Рондюк, что сидел все время понурый, отбросил в сердцах палку и, перебив мать, протянул неторопливо и глухо:

— Ну что же, сыну, иди, срам был бы мне, если бы ты не пошел!

От таких слов мужа Рондючка застыла с открытым ртом, а потом крикнула:

— Отец! Какой гонор носишь в сердце, что посылаешь сына на смерть!

— И хорошо, что имею, кого послать.

Рондюк говорил спокойно, мягко, будто балагурил с детьми о тележке. И Рондючка, которой редко приходилось слышать от мужа такие жесткие слова, разрыдалась в голос, а младшие дети припали к ней, плакали и лепетали:

— Мамо, не плачьте, а то мы будем кричать!

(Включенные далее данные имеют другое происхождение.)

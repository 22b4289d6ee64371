//! Route definitions and router construction.

use std::any::Any;

use axum::response::{IntoResponse, Response};
use axum::routing::get;
use axum::{Router, middleware};
use tower_http::catch_panic::CatchPanicLayer;
use tower_http::cors::{self, CorsLayer};
use tower_http::trace::TraceLayer;
use tracing::error;

use crate::error::{GENERIC_FAILURE, HttpError};
use crate::handlers;
use crate::rate_limit;
use crate::state::AppState;

/// Permissive CORS: any origin, method and header.
fn build_cors_layer() -> CorsLayer {
    CorsLayer::new()
        .allow_origin(cors::Any)
        .allow_methods(cors::Any)
        .allow_headers(cors::Any)
}

/// Last-resort handler: a panic still produces exactly one generic 500.
fn handle_panic(panic: Box<dyn Any + Send + 'static>) -> Response {
    let detail = panic
        .downcast_ref::<String>()
        .map(String::as_str)
        .or_else(|| panic.downcast_ref::<&str>().copied())
        .unwrap_or("unknown panic payload");
    error!(panic = detail, "Unhandled error while serving request");
    HttpError::internal(GENERIC_FAILURE).into_response()
}

/// Create the relay router.
///
/// Layer order, outermost first: panic safety net, tracing, CORS, rate limit.
pub fn create_router(state: AppState) -> Router {
    let limiter = state.rate_limiter.clone();

    let mut router = Router::new()
        .route("/download-video", get(handlers::download::download_video))
        .route("/health", get(handlers::health::health_check))
        .fallback(handlers::not_found)
        .with_state(state);

    if let Some(limiter) = limiter {
        router = router.layer(middleware::from_fn_with_state(limiter, rate_limit::enforce));
    }

    router
        .layer(build_cors_layer())
        .layer(TraceLayer::new_for_http())
        .layer(CatchPanicLayer::custom(handle_panic))
}
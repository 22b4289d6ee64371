#![doc = include_str!("../README.md")]
#![deny(unused_crate_dependencies)]

pub mod domain;
pub mod ports;
pub mod settings;

// Re-export commonly used types for convenience
pub use domain::{
    InvalidSourceUrl, RelayOutcome, ResolutionCause, ResolutionResult, SourceUrl,
    is_valid_tiktok_url,
};
pub use ports::{
    MediaSourcePort, MediaStream, MetadataResolverPort, RelayError, ResolverError, ResolverResult,
};
pub use settings::{
    DEFAULT_DOWNLOAD_FILENAME, DEFAULT_MAX_RETRIES, DEFAULT_REQUEST_TIMEOUT,
    DEFAULT_RESOLVER_ENDPOINT, RelaySettings,
};

#[cfg(test)]
use tokio as _;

Тогда Мирослав сказал сухо:

— Вы, мамо, не знаете ничего, так и молчите, не заливайте мне слезами голову. Все равно завтра должен буду идти, стыдно было бы мне остаться, когда все мои товарищи пошли. И если мы идем, мамо, по своей собственной воле, то будьте уверены — что-нибудь отвоюем. Будем иметь тут не польскую школу, а украинскую. И я еще никуда не ухожу, а буду во Львове, так что, может, когда и загляну…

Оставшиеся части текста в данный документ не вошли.